Comment by AnthonyMouse
1 day ago
> You don't actually "lose" capacity, you just move to higher-valued special niches within the overall industry
That's not what people mean by "lose" capacity.
Suppose DRAM companies expand capacity because prices are high, then demand levels off, the price crashes, and they all go out of business except for the one in China which gets a government bailout. That's fine, right? We're not interested in making DRAM, that's a fungible commodity, we want to make iPhones or something. (They make those too anymore, but never mind that.)
What happens now if China restricts what you can buy to give an advantage to their own companies who are trying to displace you in the higher-valued special niches? Or just raises the price for you and not them? What if there's a trade war? Or a conventional war?
When you still have a domestic industry, you go to them and have a source for the commodity. If only one country becomes the sole global supplier and that country isn't even particularly friendly, that's bad.
The way I see it, China has leverage once you arreive to that dependency situation. That leverages goes away the moment they restrict exports and every country scrambles to create local production once again.
We are seeing that with some rare earths, even tho china is back into exporting them (except to japan, I think?) everyone is looking for alternatives already. They may have killed their industry 10 years down the line for playing with the export lever a bit too much.
Just like how markets punish the ram cartel creating a chance for cxmt and ymtc to enter. It would create a chance for western companies to do the same if china messes with the markets they have "cornered".
The domestic industry is still there, only instead of mass-market DRAM it has started making higher-valued varieties of the same stuff. If there's a trade war, they can easily reconvert to making the mass-market stuff, just at much higher cost. You can't expect more than that, since they never really were as big or as low-cost as the lowest cost suppliers can be in normal times. That's not "losing" capacity, it's just acknowledging that you can't create capacity out of thin air.
No, the domestic industry stagnates (at best) or disappears (at worst).
You can't just spin up a 2nm wafer fab when the latest you've been running is a 300nm process.
Compare: US shipbuilding industry to China or SK.
We don't want to spin up wafer fabs because, historically, they had a tendency to turn into Superfund sites. That's why the more modern approach is to build the fab in the middle of a frickin' desert.
1 reply →
> If there's a trade war, they can easily reconvert to making the mass-market stuff
Factories, tooling, supply chains, and engineering knowledge aren't fungible in the way they would need to be for your statement to be true.
Different types of DRAM can literally be made from the same already-etched wafer. The DRAM bits themselves don't change at all. What's different between DDR4, DDR5, and HBM is the IO interface to the chip. Changing this does not require significant retooling or relearning.
5 replies →
> If there's a trade war, they can easily reconvert to making the mass-market stuff, just at much higher cost.

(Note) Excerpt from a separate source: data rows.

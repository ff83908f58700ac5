//! Property tests for tour bookkeeping and the local-search primitives.

use proptest::prelude::*;
use tsp_refine::construct::random_tour;
use tsp_refine::instance::Instance;
use tsp_refine::opt2::{candidate_pairs, delta_cost, descend, IMPROVEMENT_EPSILON};
use tsp_refine::tour::{costs_agree, cycle_cost};
use tsp_refine::vns::kick_sol;

fn instance_strategy() -> impl Strategy<Value = Instance> {
    prop::collection::vec((0.0..1000.0f64, 0.0..1000.0f64), 5..40)
        .prop_map(|coords| Instance::from_coords(&coords).unwrap())
}

proptest! {
    #![proptest_config(ProptestConfig::with_cases(64))]

    #[test]
    fn cached_cost_tracks_recomputation(
        inst in instance_strategy(),
        seed in any::<u64>(),
        picks in prop::collection::vec(any::<usize>(), 0..60),
    ) {
        let mut rng = u_numflow::random::create_rng(seed);
        let mut tour = random_tour(&inst, &mut rng);
        let pairs: Vec<(usize, usize)> = candidate_pairs(inst.dimension()).collect();
        for pick in picks {
            let (i, j) = pairs[pick % pairs.len()];
            let delta = delta_cost(&inst, &tour, i, j);
            tour.apply_reversal(i, j, delta);
            prop_assert!(costs_agree(tour.cost(), cycle_cost(&inst, tour.nodes())));
        }
        prop_assert!(tour.check(&inst).is_ok());
    }

    #[test]
    fn reversal_twice_restores_tour(
        inst in instance_strategy(),
        seed in any::<u64>(),
        pick in any::<usize>(),
    ) {
        let mut rng = u_numflow::random::create_rng(seed);
        let original = random_tour(&inst, &mut rng);
        let pairs: Vec<(usize, usize)> = candidate_pairs(inst.dimension()).collect();
        let (i, j) = pairs[pick % pairs.len()];

        let mut tour = original.clone();
        let forward = delta_cost(&inst, &tour, i, j);
        tour.apply_reversal(i, j, forward);
        let backward = delta_cost(&inst, &tour, i, j);
        prop_assert_eq!(backward, -forward);
        tour.apply_reversal(i, j, backward);

        prop_assert_eq!(tour.nodes(), original.nodes());
        prop_assert!((tour.cost() - original.cost()).abs() <= 1e-9 * original.cost().max(1.0));
    }

    #[test]
    fn descent_is_monotone_and_locally_optimal(
        inst in instance_strategy(),
        seed in any::<u64>(),
    ) {
        let mut rng = u_numflow::random::create_rng(seed);
        let mut tour = random_tour(&inst, &mut rng);
        let before = tour.cost();
        let outcome = descend(&inst, &mut tour, None, None);
        prop_assert!(outcome.converged);
        prop_assert!(tour.cost() <= before + 1e-9);
        prop_assert!(tour.check(&inst).is_ok());
        for (i, j) in candidate_pairs(inst.dimension()) {
            prop_assert!(delta_cost(&inst, &tour, i, j) >= -IMPROVEMENT_EPSILON);
        }
    }

    #[test]
    fn kicks_preserve_permutation(
        inst in instance_strategy(),
        seed in any::<u64>(),
        max_kicks in 1usize..10,
    ) {
        let mut rng = u_numflow::random::create_rng(seed);
        let mut tour = random_tour(&inst, &mut rng);
        let count = kick_sol(&inst, &mut tour, max_kicks, &mut rng);
        prop_assert!((1..=max_kicks).contains(&count));
        prop_assert!(tour.check(&inst).is_ok());
    }
}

"easily" is doing a lot of work in that sentence. Depending on the good and what they switch to making, this may neither be easy nor quick.
If the domestic industry had the capability of competing with China on mass-market goods at a profit but just chooses not to in order to pursue a higher-profitability niche, why not simply grow and do both at the same time, instead of yielding the mass market to China?
In my mind, if it can't do that, then it can't make the volume that China does at the cost that China does, which means it really isn't as capable as Chinese industry.
Perhaps at one time it could have, but those muscles have atrophied.
Because by pursuing a more profitable niche, you can grow quicker and make more profit. If you really want to do both, you enter the mass market from above, with only slightly higher quality products than what the market leader offers. And you do that after your position in the more profitable niches has long been secured. It's silly to do it any other way.
> which means it really isn't as capable as Chinese industry.
But this was always true. There was never really a time when Western industry was producing as much and as cheaply as China is today - that's the whole point. It makes more sense to diversify away from that, because non-trivial real-world markets will always reward increased variety.
Higher valued varieties, or just higher priced varieties, that no one wants to buy?